◆ Brief ◆
Please return every line in the entries below with the word "emoji" in it.

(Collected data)
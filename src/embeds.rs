use serenity::builder::CreateEmbed;
use serenity::model::Timestamp;

use crate::announcements::Announcement;
use crate::automation::StatsSnapshot;
use crate::punishment::{format_duration, LadderRung};
use std::collections::BTreeMap;

use crate::rule_index::{CategoryInfo, CategoryStats, Rule, SearchHit};
use crate::ticket_system::Ticket;

/// Embed for a single rule
pub fn rule<'a>(
    e: &'a mut CreateEmbed,
    rule_id: &str,
    rule: &Rule,
    category: Option<&CategoryInfo>,
) -> &'a mut CreateEmbed {
    let emoji = category.map(|c| c.emoji.as_str()).unwrap_or("📋");
    let color = category.map(|c| c.color).unwrap_or(0x3498DB);
    e.title(format!("{} {}", emoji, rule.title));
    e.description(&rule.content);
    e.colour(color);
    e.field(
        "Rule",
        format!(
            "**ID**: {}\n**Category**: {}\n**Subcategory**: {}",
            rule_id, rule.category, rule.subcategory
        ),
        true,
    );
    e.field("Priority", rule.priority.display(), true);
    e.field(
        "Enforcement",
        format!(
            "**Enforced by**: {} and above\n**Appeal**: {}",
            rule.min_staff_rank.display(),
            if rule.appeal_allowed {
                rule.appeal_process.as_str()
            } else {
                "Not appealable"
            }
        ),
        true,
    );
    if !rule.keywords.is_empty() {
        e.field("Keywords", rule.keywords.join(", "), true);
    }
    e.footer(|f| f.text(format!("Rules Database • {}", rule_id)));
    e.timestamp(Timestamp::now());
    e
}

/// Embed listing rule search results
pub fn search_results<'a>(
    e: &'a mut CreateEmbed,
    query: &str,
    hits: &[SearchHit],
) -> &'a mut CreateEmbed {
    if query.is_empty() {
        e.title("Rules");
    } else {
        e.title(format!("Rules matching \"{}\"", query));
    }
    e.colour(0x3498DB);
    if hits.is_empty() {
        e.description("No rules matched. Try different keywords or a category.");
        return e;
    }
    for hit in hits {
        e.field(
            format!("{} — {}", hit.rule_id, hit.rule.title),
            format!(
                "{} • {} / {}",
                hit.rule.priority.display(),
                hit.rule.category,
                hit.rule.subcategory
            ),
            false,
        );
    }
    e.footer(|f| f.text(format!("{} result(s)", hits.len())));
    e
}

/// One field per category with its rule counts
pub fn category_overview<'a>(
    e: &'a mut CreateEmbed,
    categories: &BTreeMap<String, CategoryInfo>,
    stats: &BTreeMap<String, CategoryStats>,
) -> &'a mut CreateEmbed {
    e.title("Rule Categories");
    e.colour(0x3498DB);
    for (name, info) in categories {
        let total = stats.get(name).map(|s| s.total_rules).unwrap_or(0);
        e.field(
            format!("{} {}", info.emoji, name),
            format!(
                "{}\n**Rules**: {} • **Subcategories**: {}",
                info.description,
                total,
                info.subcategories.join(", ")
            ),
            false,
        );
    }
    e
}

/// Welcome embed posted into a freshly created ticket channel
pub fn ticket_opened<'a>(e: &'a mut CreateEmbed, ticket: &Ticket) -> &'a mut CreateEmbed {
    e.title(format!(
        "{} {} Ticket #{}",
        ticket.category.emoji(),
        ticket.category.name(),
        ticket.id
    ));
    e.description(format!(
        "**Ticket created for:** <@{}>\n**Urgency:** {} {}",
        ticket.user_id,
        ticket.urgency.emoji(),
        ticket.urgency.name()
    ));
    e.colour(ticket.category.color());
    e.field("Issue Description", &ticket.description, false);
    e.field(
        "Created",
        format!("<t:{}:F>", ticket.created_at.timestamp()),
        true,
    );
    e.field("Priority Score", ticket.priority.to_string(), true);
    e.timestamp(Timestamp::now());
    e
}

/// Automated category response sent after the welcome embed
pub fn ticket_auto_response<'a>(e: &'a mut CreateEmbed, ticket: &Ticket) -> &'a mut CreateEmbed {
    e.title(format!("Automated Response — {}", ticket.category.name()));
    e.description(ticket.category.auto_response());
    e.colour(0x3498DB);
    e.footer(|f| f.text("This is an automated message • Staff will respond soon"));
    e
}

/// Close notification DMed to the requester
pub fn ticket_closed<'a>(e: &'a mut CreateEmbed, ticket: &Ticket) -> &'a mut CreateEmbed {
    e.title(format!("Ticket {} Closed", ticket.id));
    e.description(format!(
        "**Reason**: {}\n**Closed by**: <@{}>\n**Duration**: {}",
        ticket.close_reason.as_deref().unwrap_or("Resolved"),
        ticket.closed_by.map(|by| by.0).unwrap_or_default(),
        format_duration(ticket.duration_minutes(chrono::Utc::now())),
    ));
    e.colour(0xE74C3C);
    e
}

/// Archive entry posted to the ticket-logs channel alongside the transcript
pub fn transcript_log<'a>(e: &'a mut CreateEmbed, ticket: &Ticket) -> &'a mut CreateEmbed {
    e.title(format!("Ticket Transcript — {}", ticket.id));
    e.description(format!(
        "**Category**: {}\n**User**: <@{}>\n**Staff involved**: {}",
        ticket.category.name(),
        ticket.user_id,
        ticket.staff_involved.len()
    ));
    e.colour(0x3498DB);
    e
}

/// Punishment decision shown to the issuing staff member
pub fn punishment<'a>(
    e: &'a mut CreateEmbed,
    user: serenity::model::id::UserId,
    rule_id: &str,
    rule_title: Option<&str>,
    rung: &LadderRung,
    offense_ordinal: usize,
) -> &'a mut CreateEmbed {
    e.title(format!("{} — offense #{}", rung.punishment.display(), offense_ordinal));
    e.description(format!(
        "**User**: <@{}>\n**Rule**: {} {}\n**Punishment**: {}",
        user,
        rule_id,
        rule_title.unwrap_or(""),
        rung.details
    ));
    if let Some(minutes) = rung.punishment.duration_minutes() {
        e.field("Duration", format_duration(minutes), true);
    }
    if rung.punishment.fine() > 0 {
        e.field("Fine", format!("${}", rung.punishment.fine()), true);
    }
    e.colour(0xE67E22);
    e.timestamp(Timestamp::now());
    e
}

/// Announcement embed posted to the announcements channel
pub fn announcement<'a>(
    e: &'a mut CreateEmbed,
    announcement: &Announcement,
) -> &'a mut CreateEmbed {
    e.title(&announcement.title);
    e.description(&announcement.content);
    e.colour(0x3498DB);
    e.footer(|f| f.text(format!("Announced by {}", announcement.author_name)));
    e.timestamp(Timestamp::now());
    e
}

/// Automation status report
pub fn automation_report<'a>(e: &'a mut CreateEmbed, stats: &StatsSnapshot) -> &'a mut CreateEmbed {
    e.title("Automation Status");
    e.colour(0x2ECC71);
    e.field(
        "Counters",
        format!(
            "**Tickets auto-closed**: {}\n**Warnings expired**: {}\n**Backups created**: {}\n**Cleanup actions**: {}",
            stats.tickets_auto_closed,
            stats.warnings_expired,
            stats.backups_created,
            stats.cleanup_actions
        ),
        false,
    );
    e.timestamp(Timestamp::now());
    e
}

/// User-visible failure embed
pub fn failure<'a>(e: &'a mut CreateEmbed, title: &str, message: &str) -> &'a mut CreateEmbed {
    e.title(format!("❌ {}", title));
    e.description(message);
    e.colour(0xE74C3C);
    e
}
use std::env;

use anyhow::{Context as _, Result};
use log::{error, info};
use serenity::prelude::*;

use crate::app_config::AppConfig;
use crate::event_handler::Handler;

mod announcements;
mod app_config;
mod automation;
mod commands;
mod community_db;
mod embeds;
mod event_handler;
mod permissions;
mod punishment;
mod rule_index;
mod ticket_system;
mod transcript;

#[tokio::main]
async fn main() -> Result<()> {
    log4rs::init_file("log4rs.yml", Default::default())
        .context("failed to initialize logging")?;

    let app_config = AppConfig::load_config().context("failed to load configuration")?;
    info!(
        "configuration loaded for guild {}",
        app_config.discord.guild_id
    );

    let handler = Handler::new(app_config).await?;

    // Login with a bot token from the environment
    let token = env::var("DISCORD_TOKEN").context("DISCORD_TOKEN is not set")?;
    let intents = GatewayIntents::non_privileged() | GatewayIntents::MESSAGE_CONTENT;
    let mut client = Client::builder(token, intents)
        .event_handler(handler)
        .await
        .context("failed to create the Discord client")?;

    // start listening for events by starting a single shard
    if let Err(why) = client.start().await {
        error!("an error occurred while running the client: {:?}", why);
    }
    Ok(())
}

◆ Solved exercise ◆
    let emoji = category.map(|c| c.emoji.as_str()).unwrap_or("📋");
    e.title(format!("{} {}", emoji, rule.title));
            format!("{} {}", info.emoji, name),
        ticket.category.emoji(),
        ticket.urgency.emoji(),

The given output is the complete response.